D-Link of Irvine, Calif., today announced the D-Link DWL-G810 Xtreme G Wireless Bridge, the company’s latest version of an Ethernet-to-wireless adapter. The new unit will sell for $134.99 MSPR and will be available in August. It will fully support the final 2.4GHz 802.11g specification, for faster throughput than the 802.11b-based products that came before it.

The company touts the product’s ability to work with gaming consoles like the PlayStation 2, Xbox, and GameCube, but unlike some recently announced products from Linksys (using 802.11g and b) and CenDyne (11b only), the DWL-G810 won’t be marketed to just to gamers. Linksys and CenDyne are selling their adapters as gaming console add-ons specifically, and will likely try to make the products available in the same store aisles as other game console peripherals. D-Link plans to do the same.
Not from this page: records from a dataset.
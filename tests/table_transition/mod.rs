use std::fmt::Display;

use pretty_assertions::assert_eq;
use sectioned_diff::{ChangeStep, OrderedCollection, Table, changes_by_value};
use serde::Deserialize;

type Sections = Vec<(String, Vec<i32>)>;

/// A pair of sectioned tables described in YAML:
///
/// ```yaml
/// name: append a section
/// from: [[A, [1]]]
/// to: [[A, [1]], [B, [1]]]
/// ```
#[derive(Debug, Clone, Deserialize)]
pub struct TableTransition {
    name: String,
    from: Sections,
    to: Sections,
}

impl TableTransition {
    pub fn from(&self) -> Table<String, i32> { Table::from_sections(self.from.clone()) }

    pub fn to(&self) -> Table<String, i32> { Table::from_sections(self.to.clone()) }

    /// Asserts that the composed changes from `old` to `new` rebuild `new`.
    pub fn assert_builds(&self, old: &Table<String, i32>, new: &Table<String, i32>) {
        let mut built = old.clone();
        let changes = old.changes_to_build_by_value(new);

        if let Err(error) = built.apply(changes.clone()) {
            panic!(
                "{}: {error}\nchanges:\n{}",
                self.name,
                lines(&changes)
            );
        }

        assert_eq!(&built, new, "{}", self.name);
    }

    /// Asserts the same for the flattened rows of both tables.
    pub fn assert_rows_build(&self, old: &Table<String, i32>, new: &Table<String, i32>) {
        let old_rows: Vec<i32> = old.iter().copied().collect();
        let new_rows: Vec<i32> = new.iter().copied().collect();

        let steps: Vec<ChangeStep<i32, usize>> = changes_by_value(&old_rows, &new_rows);

        let mut built = old_rows.clone();
        built
            .apply_changes(steps)
            .unwrap_or_else(|error| panic!("{}: {error}", self.name));

        assert_eq!(built, new_rows, "{}", self.name);
    }
}

fn lines(items: &[impl Display]) -> String {
    items
        .iter()
        .map(|item| format!("  {item}"))
        .collect::<Vec<_>>()
        .join("\n")
}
“The G810 product is targeted for two packages — one for gaming, one for standard shelf,” Bradley Morse, D-Link’s vice president of marketing.
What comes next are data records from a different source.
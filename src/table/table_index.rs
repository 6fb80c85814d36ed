use std::fmt::{self, Display};

#[cfg(feature = "serde")]
use serde::{Deserialize, Serialize};

/// Position of a row within a [`Table`](crate::Table).
///
/// Ordered by section first, then by row.
#[cfg_attr(feature = "serde", derive(Serialize, Deserialize))]
#[derive(Debug, Clone, Copy, PartialEq, Eq, PartialOrd, Ord, Hash, Default)]
pub struct TableIndex {
    pub section: usize,
    pub row: usize,
}

impl TableIndex {
    #[must_use]
    pub fn new(section: usize, row: usize) -> Self { Self { section, row } }
}

impl Display for TableIndex {
    fn fmt(&self, f: &mut fmt::Formatter<'_>) -> fmt::Result {
        write!(f, "({}, {})", self.section, self.row)
    }
}

impl From<(usize, usize)> for TableIndex {
    fn from((section, row): (usize, usize)) -> Self { Self { section, row } }
}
All of these Ethernet-to-wireless products will, in general, work with any product that has an Ethernet port.

The G810 unit requires a PC for initial setup, and is configured through a Web browser interface, just like most previous Ethernet-to-wireless bridge products. The Linksys Game Adapters will come with DHCP turned on and in Infrastructure mode, and the WLAN channel can be set using an external selector, thus allegedly not needing a PC for setup. D-Link doesn’t think this will be the case — they say that such a zero-configuration setup might work with a full set of Linksys WLAN equipment, but not with products from other vendors, as the unit’s SSID will still have to be set to match the access point. (We’ll check this out in testing the products once we have them in house here at 802.11 Planet.)
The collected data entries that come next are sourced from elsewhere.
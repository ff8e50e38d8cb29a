//! Saved delivery addresses and the one currently selected.

use std::sync::Arc;

use tracing::info;

use crate::infra::{KeyValueStore, PersistenceError, read_json, write_json};

pub const ADDRESSES_KEY: &str = "addresses";
pub const SELECTED_ADDRESS_KEY: &str = "selectedAddress";

#[derive(Debug, Clone, PartialEq, serde::Serialize, serde::Deserialize)]
pub struct Address {
    pub id: i64,
    pub name: String,
    pub address: String,
    /// Home, Work, Other...
    #[serde(rename = "type")]
    pub kind: String,
    pub latitude: f64,
    pub longitude: f64,
}

#[derive(Clone)]
pub struct AddressBook {
    store: Arc<dyn KeyValueStore>,
}

impl std::fmt::Debug for AddressBook {
    fn fmt(&self, f: &mut std::fmt::Formatter<'_>) -> std::fmt::Result {
        f.debug_struct("AddressBook").finish_non_exhaustive()
    }
}

impl AddressBook {
    pub fn new(store: Arc<dyn KeyValueStore>) -> Self {
        Self { store }
    }

    pub async fn load_addresses(&self) -> Result<Vec<Address>, PersistenceError> {
        Ok(read_json(self.store.as_ref(), ADDRESSES_KEY)
            .await?
            .unwrap_or_default())
    }

    /// The stored selection, otherwise the first saved address.
    pub async fn selected_address(&self) -> Result<Option<Address>, PersistenceError> {
        if let Some(selected) = read_json(self.store.as_ref(), SELECTED_ADDRESS_KEY).await? {
            return Ok(Some(selected));
        }
        Ok(self.load_addresses().await?.into_iter().next())
    }

    pub async fn select(&self, address: &Address) -> Result<(), PersistenceError> {
        write_json(self.store.as_ref(), SELECTED_ADDRESS_KEY, address).await?;
        info!("Selected delivery address {} ({}).", address.id, address.name);
        Ok(())
    }

    /// Adds the address, replacing a saved address with the same id.
    pub async fn save_address(&self, address: Address) -> Result<Vec<Address>, PersistenceError> {
        let mut addresses = self.load_addresses().await?;
        match addresses.iter_mut().find(|a| a.id == address.id) {
            Some(existing) => *existing = address,
            None => addresses.push(address),
        }
        write_json(self.store.as_ref(), ADDRESSES_KEY, &addresses).await?;
        Ok(addresses)
    }
}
Morse stresses that the interoperability with all vendors is what matters with a product like the DWL-G810 — not where it is found in the store.

“When it comes down to it, it’s the technology that’s important,” he says.

The DWL-G810 follows D-Link’s 802.11b only AirPlus DWL-810 and the Air 802.11b+ (22Mbps) DWL-810+. Those products are still listed as available, on D-Link’s Web site for $129 MSRP and $95 respectively, though street prices on the DWL-810 have dropped to $89 (shown at online retailers like Insight.com and PCNation.com).